● Task description:
Repeat exactly, and only, the lines below starting at the line that contains "pub struct HttpError" and ending at the line that contains "by a validator.", inclusive of both.
※ ※ ※
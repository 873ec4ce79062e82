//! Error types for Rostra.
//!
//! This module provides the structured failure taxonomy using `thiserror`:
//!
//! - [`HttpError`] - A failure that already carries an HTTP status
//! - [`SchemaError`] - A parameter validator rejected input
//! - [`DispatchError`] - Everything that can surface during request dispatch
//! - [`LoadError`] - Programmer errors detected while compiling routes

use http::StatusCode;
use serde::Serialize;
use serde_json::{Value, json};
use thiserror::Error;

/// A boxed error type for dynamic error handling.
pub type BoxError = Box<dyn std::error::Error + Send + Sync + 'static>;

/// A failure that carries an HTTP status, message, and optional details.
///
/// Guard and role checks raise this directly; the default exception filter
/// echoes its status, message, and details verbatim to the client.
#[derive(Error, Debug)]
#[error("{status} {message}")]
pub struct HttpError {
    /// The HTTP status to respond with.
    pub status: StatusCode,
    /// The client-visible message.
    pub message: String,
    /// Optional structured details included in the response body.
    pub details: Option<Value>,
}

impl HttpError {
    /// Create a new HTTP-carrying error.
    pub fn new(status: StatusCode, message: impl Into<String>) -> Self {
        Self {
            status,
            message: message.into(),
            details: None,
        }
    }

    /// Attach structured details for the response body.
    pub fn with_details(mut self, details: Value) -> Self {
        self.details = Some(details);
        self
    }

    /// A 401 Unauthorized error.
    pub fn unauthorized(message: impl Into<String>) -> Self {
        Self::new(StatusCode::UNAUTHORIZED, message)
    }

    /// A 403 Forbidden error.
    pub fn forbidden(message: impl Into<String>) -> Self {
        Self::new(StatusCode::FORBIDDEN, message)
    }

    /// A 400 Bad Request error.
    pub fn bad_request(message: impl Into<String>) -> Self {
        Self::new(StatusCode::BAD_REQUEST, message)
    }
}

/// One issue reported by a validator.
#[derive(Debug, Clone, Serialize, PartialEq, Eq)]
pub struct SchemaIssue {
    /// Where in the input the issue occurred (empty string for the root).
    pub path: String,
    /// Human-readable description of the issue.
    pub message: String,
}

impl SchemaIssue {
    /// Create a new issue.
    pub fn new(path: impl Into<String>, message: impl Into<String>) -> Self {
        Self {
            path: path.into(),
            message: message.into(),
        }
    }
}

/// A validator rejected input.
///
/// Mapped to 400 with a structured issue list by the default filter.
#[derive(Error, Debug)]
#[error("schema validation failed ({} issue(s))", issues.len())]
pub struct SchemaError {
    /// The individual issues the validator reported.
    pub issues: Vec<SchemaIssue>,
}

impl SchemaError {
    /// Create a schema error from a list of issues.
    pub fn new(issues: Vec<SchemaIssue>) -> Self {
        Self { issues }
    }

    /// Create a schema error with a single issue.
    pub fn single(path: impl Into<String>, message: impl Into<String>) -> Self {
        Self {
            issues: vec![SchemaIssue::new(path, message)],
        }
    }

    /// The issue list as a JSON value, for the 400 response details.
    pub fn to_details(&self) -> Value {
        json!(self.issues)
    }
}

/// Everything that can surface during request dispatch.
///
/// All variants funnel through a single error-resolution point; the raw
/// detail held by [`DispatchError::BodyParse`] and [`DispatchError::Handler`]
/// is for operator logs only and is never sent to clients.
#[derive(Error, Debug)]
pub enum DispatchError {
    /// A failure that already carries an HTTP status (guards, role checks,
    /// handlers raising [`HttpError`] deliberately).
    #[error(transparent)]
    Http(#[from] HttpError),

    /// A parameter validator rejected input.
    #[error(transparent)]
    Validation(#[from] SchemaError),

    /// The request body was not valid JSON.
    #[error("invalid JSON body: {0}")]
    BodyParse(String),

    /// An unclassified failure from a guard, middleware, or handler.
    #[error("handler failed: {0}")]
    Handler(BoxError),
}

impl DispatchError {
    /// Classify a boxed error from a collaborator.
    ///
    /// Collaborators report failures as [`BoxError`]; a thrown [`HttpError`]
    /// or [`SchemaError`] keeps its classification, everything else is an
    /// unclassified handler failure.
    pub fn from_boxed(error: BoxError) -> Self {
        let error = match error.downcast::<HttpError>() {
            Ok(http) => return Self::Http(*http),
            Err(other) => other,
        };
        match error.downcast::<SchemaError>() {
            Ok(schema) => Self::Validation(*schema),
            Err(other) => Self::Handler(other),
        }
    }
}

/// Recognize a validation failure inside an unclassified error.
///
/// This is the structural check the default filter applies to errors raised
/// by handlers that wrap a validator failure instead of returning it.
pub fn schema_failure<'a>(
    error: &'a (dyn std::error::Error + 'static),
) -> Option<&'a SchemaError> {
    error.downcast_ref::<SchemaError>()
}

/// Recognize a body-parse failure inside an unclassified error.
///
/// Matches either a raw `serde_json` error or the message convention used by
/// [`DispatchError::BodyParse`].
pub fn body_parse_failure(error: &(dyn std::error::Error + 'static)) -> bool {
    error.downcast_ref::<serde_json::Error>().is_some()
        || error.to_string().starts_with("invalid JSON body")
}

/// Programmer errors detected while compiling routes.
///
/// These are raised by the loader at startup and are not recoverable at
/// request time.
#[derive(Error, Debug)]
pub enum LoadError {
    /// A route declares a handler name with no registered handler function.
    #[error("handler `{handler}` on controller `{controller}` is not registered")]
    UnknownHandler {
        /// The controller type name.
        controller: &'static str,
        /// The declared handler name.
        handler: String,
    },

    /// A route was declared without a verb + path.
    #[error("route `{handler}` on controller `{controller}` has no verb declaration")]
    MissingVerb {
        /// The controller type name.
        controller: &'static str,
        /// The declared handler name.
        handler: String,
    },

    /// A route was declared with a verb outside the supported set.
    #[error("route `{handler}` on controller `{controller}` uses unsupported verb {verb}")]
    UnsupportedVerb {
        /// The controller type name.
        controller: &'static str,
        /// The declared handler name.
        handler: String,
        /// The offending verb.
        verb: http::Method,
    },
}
※ ※ ※
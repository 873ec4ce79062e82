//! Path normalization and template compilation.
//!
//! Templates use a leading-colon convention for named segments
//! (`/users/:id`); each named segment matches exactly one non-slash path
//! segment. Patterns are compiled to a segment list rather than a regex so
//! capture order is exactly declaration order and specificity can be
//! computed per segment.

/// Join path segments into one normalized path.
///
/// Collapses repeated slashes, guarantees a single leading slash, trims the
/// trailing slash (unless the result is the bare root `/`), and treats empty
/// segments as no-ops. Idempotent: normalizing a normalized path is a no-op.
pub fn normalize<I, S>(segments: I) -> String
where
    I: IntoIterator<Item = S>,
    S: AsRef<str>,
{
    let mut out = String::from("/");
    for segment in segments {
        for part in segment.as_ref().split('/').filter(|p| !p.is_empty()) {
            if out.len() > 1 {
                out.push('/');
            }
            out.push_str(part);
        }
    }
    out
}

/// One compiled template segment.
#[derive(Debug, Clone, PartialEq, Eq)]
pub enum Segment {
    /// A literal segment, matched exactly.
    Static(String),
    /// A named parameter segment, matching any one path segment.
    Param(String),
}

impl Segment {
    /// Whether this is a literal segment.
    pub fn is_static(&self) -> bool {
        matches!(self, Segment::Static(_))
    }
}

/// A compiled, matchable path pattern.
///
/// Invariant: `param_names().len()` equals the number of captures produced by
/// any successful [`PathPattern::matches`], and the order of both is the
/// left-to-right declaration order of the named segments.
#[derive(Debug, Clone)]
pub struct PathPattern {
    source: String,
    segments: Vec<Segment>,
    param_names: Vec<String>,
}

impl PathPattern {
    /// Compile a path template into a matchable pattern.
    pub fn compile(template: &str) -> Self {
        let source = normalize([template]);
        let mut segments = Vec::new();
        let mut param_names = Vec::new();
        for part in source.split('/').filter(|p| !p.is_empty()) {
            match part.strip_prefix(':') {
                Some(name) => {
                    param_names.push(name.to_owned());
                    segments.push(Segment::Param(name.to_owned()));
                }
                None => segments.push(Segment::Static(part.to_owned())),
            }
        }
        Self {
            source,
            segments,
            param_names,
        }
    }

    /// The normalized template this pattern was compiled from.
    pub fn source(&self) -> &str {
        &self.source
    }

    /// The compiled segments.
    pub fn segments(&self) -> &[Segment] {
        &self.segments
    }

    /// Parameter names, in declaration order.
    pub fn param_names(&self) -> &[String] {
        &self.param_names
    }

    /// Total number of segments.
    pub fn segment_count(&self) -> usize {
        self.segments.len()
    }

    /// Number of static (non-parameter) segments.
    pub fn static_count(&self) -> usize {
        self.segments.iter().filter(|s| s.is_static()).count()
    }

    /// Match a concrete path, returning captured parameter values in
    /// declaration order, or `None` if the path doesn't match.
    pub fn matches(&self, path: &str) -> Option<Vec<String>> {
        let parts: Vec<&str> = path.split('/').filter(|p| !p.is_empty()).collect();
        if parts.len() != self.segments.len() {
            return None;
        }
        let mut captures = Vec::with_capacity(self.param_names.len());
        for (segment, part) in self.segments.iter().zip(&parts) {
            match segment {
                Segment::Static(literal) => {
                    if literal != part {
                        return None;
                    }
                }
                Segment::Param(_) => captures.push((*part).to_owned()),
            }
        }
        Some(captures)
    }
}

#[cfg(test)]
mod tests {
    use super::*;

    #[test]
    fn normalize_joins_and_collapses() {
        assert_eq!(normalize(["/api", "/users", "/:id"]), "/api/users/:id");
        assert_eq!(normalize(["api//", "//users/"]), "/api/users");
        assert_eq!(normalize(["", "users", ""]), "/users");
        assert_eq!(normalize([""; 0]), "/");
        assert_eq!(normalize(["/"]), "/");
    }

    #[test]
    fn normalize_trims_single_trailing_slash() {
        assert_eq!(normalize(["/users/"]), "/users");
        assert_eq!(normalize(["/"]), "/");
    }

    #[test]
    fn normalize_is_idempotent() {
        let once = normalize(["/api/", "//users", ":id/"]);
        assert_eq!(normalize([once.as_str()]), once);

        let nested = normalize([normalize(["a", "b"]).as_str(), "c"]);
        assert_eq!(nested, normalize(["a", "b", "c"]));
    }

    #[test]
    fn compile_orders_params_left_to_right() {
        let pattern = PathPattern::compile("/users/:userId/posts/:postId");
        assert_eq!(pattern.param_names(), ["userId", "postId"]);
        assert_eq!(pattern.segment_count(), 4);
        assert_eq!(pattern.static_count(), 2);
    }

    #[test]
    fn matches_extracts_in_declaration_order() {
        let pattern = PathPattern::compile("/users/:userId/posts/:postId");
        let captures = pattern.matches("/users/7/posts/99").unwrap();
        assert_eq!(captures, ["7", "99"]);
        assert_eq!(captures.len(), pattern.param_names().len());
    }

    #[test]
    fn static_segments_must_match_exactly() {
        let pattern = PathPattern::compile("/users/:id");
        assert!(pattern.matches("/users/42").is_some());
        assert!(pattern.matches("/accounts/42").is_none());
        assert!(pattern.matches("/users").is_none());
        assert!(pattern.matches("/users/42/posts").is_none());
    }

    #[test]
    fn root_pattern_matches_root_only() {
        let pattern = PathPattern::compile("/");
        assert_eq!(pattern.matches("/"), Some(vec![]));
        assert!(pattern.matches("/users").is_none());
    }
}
※ ※ ※
● Problem solution:
pub struct HttpError {
    /// The HTTP status to respond with.
    pub status: StatusCode,
    /// The client-visible message.
    pub message: String,
    /// Optional structured details included in the response body.
    pub details: Option<Value>,
}

impl HttpError {
    /// Create a new HTTP-carrying error.
    pub fn new(status: StatusCode, message: impl Into<String>) -> Self {
        Self {
            status,
            message: message.into(),
            details: None,
        }
    }

    /// Attach structured details for the response body.
    pub fn with_details(mut self, details: Value) -> Self {
        self.details = Some(details);
        self
    }

    /// A 401 Unauthorized error.
    pub fn unauthorized(message: impl Into<String>) -> Self {
        Self::new(StatusCode::UNAUTHORIZED, message)
    }

    /// A 403 Forbidden error.
    pub fn forbidden(message: impl Into<String>) -> Self {
        Self::new(StatusCode::FORBIDDEN, message)
    }

    /// A 400 Bad Request error.
    pub fn bad_request(message: impl Into<String>) -> Self {
        Self::new(StatusCode::BAD_REQUEST, message)
    }
}

/// One issue reported by a validator.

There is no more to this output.